Recently, I came across a pretty interesting move—a major trader on a leading contract exchange placed a $900 million long position, using 3.4x leverage, betting on ETH(7.3 billion), BTC(1.7 billion), and SOL(76 million). Currently, they are sitting on a profit of $38 million. Such a position size is definitely not something retail traders can handle. Behind this, there are either more information advantages or an extremely strong risk tolerance.
The truly interesting part is the timing. The market is still consolidating, and this move by the big trader could have two implications—either they are betting on a breakout in the subsequent direction, or they are using it to hedge other positions' risks. This kind of operation usually indicates a deeper strategic consideration behind the scenes.
From a risk control perspective, 3.4x leverage doesn't seem overly aggressive, but the problem is the enormous capital involved. If the market moves against the position by 5-10%, the risk of a large liquidation occurs in real-time. That’s why the larger the number, the smaller the margin for error.

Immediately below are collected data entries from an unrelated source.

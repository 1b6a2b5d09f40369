use serde::{Deserialize, Serialize};
use std::collections::BTreeMap;

/// Normalized result of the platform file picker. Immutable once selected;
/// re-selecting replaces the whole record.
#[derive(Debug, Clone, Serialize, Deserialize)]
pub struct FileInfo {
    pub uri: String,
    pub name: String,
    #[serde(skip_serializing_if = "Option::is_none")]
    pub size: Option<u64>,
    #[serde(rename = "mimeType", skip_serializing_if = "Option::is_none")]
    pub mime_type: Option<String>,
}

impl FileInfo {
    /// `.pdf` extension (case-insensitive) or an explicit PDF MIME type wins;
    /// everything else is treated as an image.
    pub fn kind(&self) -> FileKind {
        if self.name.to_lowercase().ends_with(".pdf")
            || self.mime_type.as_deref() == Some("application/pdf")
        {
            FileKind::Pdf
        } else {
            FileKind::Image
        }
    }
}

#[derive(Debug, Clone, Copy, PartialEq, Eq, Serialize, Deserialize)]
#[serde(rename_all = "lowercase")]
pub enum FileKind {
    Pdf,
    Image,
}

/// OCR backend variant. Each value maps 1:1 to a fixed endpoint path.
#[derive(Debug, Clone, Copy, PartialEq, Eq, Serialize, Deserialize)]
#[serde(rename_all = "snake_case")]
pub enum ScanType {
    GoogleVision,
    Tesseract,
}

impl ScanType {
    pub fn endpoint(&self) -> &'static str {
        match self {
            ScanType::GoogleVision => "/scan",
            ScanType::Tesseract => "/scan_tesseract",
        }
    }
}

/// Extracted document fields. The three fields the review form formats
/// specially are named; anything else the backend returns lands in `extra`
/// and is edited verbatim. The key set is frozen once a scan completes.
#[derive(Debug, Clone, Default, PartialEq, Serialize, Deserialize)]
pub struct DocumentFields {
    #[serde(default)]
    pub cnpj: String,
    #[serde(default)]
    pub data_emissao: String,
    #[serde(default)]
    pub valor_total: String,
    #[serde(flatten)]
    pub extra: BTreeMap<String, String>,
}

/// One document line item. Quantities and prices stay formatted strings so
/// the review form shows exactly what gets appended.
#[derive(Debug, Clone, Default, PartialEq, Serialize, Deserialize)]
pub struct LineItem {
    #[serde(default)]
    pub descricao: String,
    #[serde(default)]
    pub quantidade: String,
    #[serde(default)]
    pub preco_total: String,
}

/// Parsed payload of a successful scan response. Item order matches the
/// source document and is preserved through review edits.
#[derive(Debug, Clone, Default, PartialEq, Serialize, Deserialize)]
pub struct ScanResult {
    pub fields: DocumentFields,
    pub items: Vec<LineItem>,
}
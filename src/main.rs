// Prevents additional console window on Windows in release, DO NOT REMOVE!!
#![cfg_attr(not(debug_assertions), windows_subsystem = "windows")]

fn main() {
    nota_scanner_lib::run()
}
//! Per-window scan cycle:
//! `Idle -> FileSelected -> Scanning -> Reviewing -> Submitting -> Idle`.
//! A failed scan falls back to `FileSelected` with the file kept; a failed
//! submit falls back to `Reviewing` with edits kept. Discard, submit
//! success and clearing the selection all return to `Idle`. The stage
//! doubles as the busy flag: commands reject re-entry while a network call
//! is in flight.

use crate::format;
use crate::types::{DocumentFields, FileInfo, FileKind, LineItem, ScanResult};
use serde::Serialize;

#[derive(Debug, Clone, Copy, PartialEq, Eq, Serialize)]
#[serde(rename_all = "snake_case")]
pub enum Stage {
    Idle,
    FileSelected,
    Scanning,
    Reviewing,
    Submitting,
}

/// What the frontend needs to render the current cycle state.
#[derive(Debug, Clone, Serialize)]
pub struct SessionSnapshot {
    pub stage: Stage,
    #[serde(skip_serializing_if = "Option::is_none")]
    pub file: Option<FileInfo>,
    #[serde(skip_serializing_if = "Option::is_none")]
    pub kind: Option<FileKind>,
    #[serde(skip_serializing_if = "Option::is_none")]
    pub fields: Option<DocumentFields>,
    pub items: Vec<LineItem>,
}

#[derive(Debug)]
pub struct ScanSession {
    stage: Stage,
    file: Option<FileInfo>,
    review: Option<ScanResult>,
}

impl Default for ScanSession {
    fn default() -> Self {
        Self {
            stage: Stage::Idle,
            file: None,
            review: None,
        }
    }
}

impl ScanSession {
    pub fn stage(&self) -> Stage {
        self.stage
    }

    pub fn file(&self) -> Option<&FileInfo> {
        self.file.as_ref()
    }

    pub fn snapshot(&self) -> SessionSnapshot {
        SessionSnapshot {
            stage: self.stage,
            file: self.file.clone(),
            kind: self.file.as_ref().map(FileInfo::kind),
            fields: self.review.as_ref().map(|r| r.fields.clone()),
            items: self
                .review
                .as_ref()
                .map(|r| r.items.clone())
                .unwrap_or_default(),
        }
    }

    fn is_busy(&self) -> bool {
        matches!(self.stage, Stage::Scanning | Stage::Submitting)
    }

    /// Replace the current selection entirely. Picker cancellation never
    /// reaches this, so a kept file survives a cancelled re-pick.
    pub fn select_file(&mut self, file: FileInfo) -> Result<FileKind, String> {
        if self.is_busy() {
            return Err("A request is already in progress.".to_string());
        }
        let kind = file.kind();
        self.file = Some(file);
        self.review = None;
        self.stage = Stage::FileSelected;
        Ok(kind)
    }

    pub fn clear_file(&mut self) -> Result<(), String> {
        if self.is_busy() {
            return Err("A request is already in progress.".to_string());
        }
        self.file = None;
        self.review = None;
        self.stage = Stage::Idle;
        Ok(())
    }

    /// Enter `Scanning` and hand back the file for the network call. The
    /// caller must not hold the session lock while that call runs.
    pub fn begin_scan(&mut self) -> Result<FileInfo, String> {
        if self.is_busy() {
            return Err("A request is already in progress.".to_string());
        }
        match (&self.stage, &self.file) {
            (Stage::FileSelected, Some(file)) => {
                let file = file.clone();
                self.stage = Stage::Scanning;
                Ok(file)
            }
            _ => Err("No file selected.".to_string()),
        }
    }

    /// Scan failed: back to `FileSelected`, file kept for a retry.
    pub fn scan_failed(&mut self) {
        if self.stage == Stage::Scanning {
            self.stage = Stage::FileSelected;
        }
    }

    /// Scan succeeded: normalize every formatted field once on receipt so
    /// the review form never shows raw OCR output.
    pub fn scan_succeeded(&mut self, mut result: ScanResult) -> SessionSnapshot {
        format::normalize_fields(&mut result.fields);
        for item in &mut result.items {
            format::normalize_item(item);
        }
        self.review = Some(result);
        self.stage = Stage::Reviewing;
        self.snapshot()
    }

    /// Edit one field. The key set is frozen at scan time: named fields are
    /// always editable, overflow keys only if the scan produced them.
    pub fn update_field(&mut self, key: &str, value: &str) -> Result<String, String> {
        if self.stage != Stage::Reviewing {
            return Err("Nothing under review.".to_string());
        }
        let review = self.review.as_mut().ok_or("Nothing under review.")?;
        let formatted = format::format_field(key, value);
        match key {
            "cnpj" => review.fields.cnpj = formatted.clone(),
            "data_emissao" => review.fields.data_emissao = formatted.clone(),
            "valor_total" => review.fields.valor_total = formatted.clone(),
            _ => match review.fields.extra.get_mut(key) {
                Some(slot) => *slot = formatted.clone(),
                None => return Err(format!("Unknown field: {}", key)),
            },
        }
        Ok(formatted)
    }

    /// Edit one line item. The item list shape is frozen at scan time.
    pub fn update_item(&mut self, index: usize, key: &str, value: &str) -> Result<String, String> {
        if self.stage != Stage::Reviewing {
            return Err("Nothing under review.".to_string());
        }
        let review = self.review.as_mut().ok_or("Nothing under review.")?;
        let item = review
            .items
            .get_mut(index)
            .ok_or_else(|| format!("No item at index {}", index))?;
        let formatted = format::format_item_field(key, value);
        match key {
            "descricao" => item.descricao = formatted.clone(),
            "quantidade" => item.quantidade = formatted.clone(),
            "preco_total" => item.preco_total = formatted.clone(),
            _ => return Err(format!("Unknown item field: {}", key)),
        }
        Ok(formatted)
    }

    /// Enter `Submitting` and hand back the reviewed data for the append
    /// call.
    pub fn begin_submit(&mut self) -> Result<(DocumentFields, Vec<LineItem>), String> {
        if self.is_busy() {
            return Err("A request is already in progress.".to_string());
        }
        if self.stage != Stage::Reviewing {
            return Err("Nothing under review.".to_string());
        }
        let review = self.review.as_ref().ok_or("Nothing under review.")?;
        let data = (review.fields.clone(), review.items.clone());
        self.stage = Stage::Submitting;
        Ok(data)
    }

    /// Append failed: back to `Reviewing` with edits intact for a manual
    /// retry.
    pub fn submit_failed(&mut self) {
        if self.stage == Stage::Submitting {
            self.stage = Stage::Reviewing;
        }
    }

    /// Append accepted: the cycle is done, everything resets.
    pub fn submit_succeeded(&mut self) {
        self.file = None;
        self.review = None;
        self.stage = Stage::Idle;
    }

    /// Reject the reviewed data. Terminal: no undo, back to `Idle`.
    pub fn discard(&mut self) -> Result<(), String> {
        if self.is_busy() {
            return Err("A request is already in progress.".to_string());
        }
        self.file = None;
        self.review = None;
        self.stage = Stage::Idle;
        Ok(())
    }
}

Whale-level operations like this often have a demonstration effect. They attract followers to jump into the same direction, amplifying market volatility. But this is also the easiest trap for retail traders—never blindly follow the trend. The information channels, capital costs, and risk management systems of big players are not something ordinary people can replicate. Just watch the show; don’t treat your own capital as a testing ground.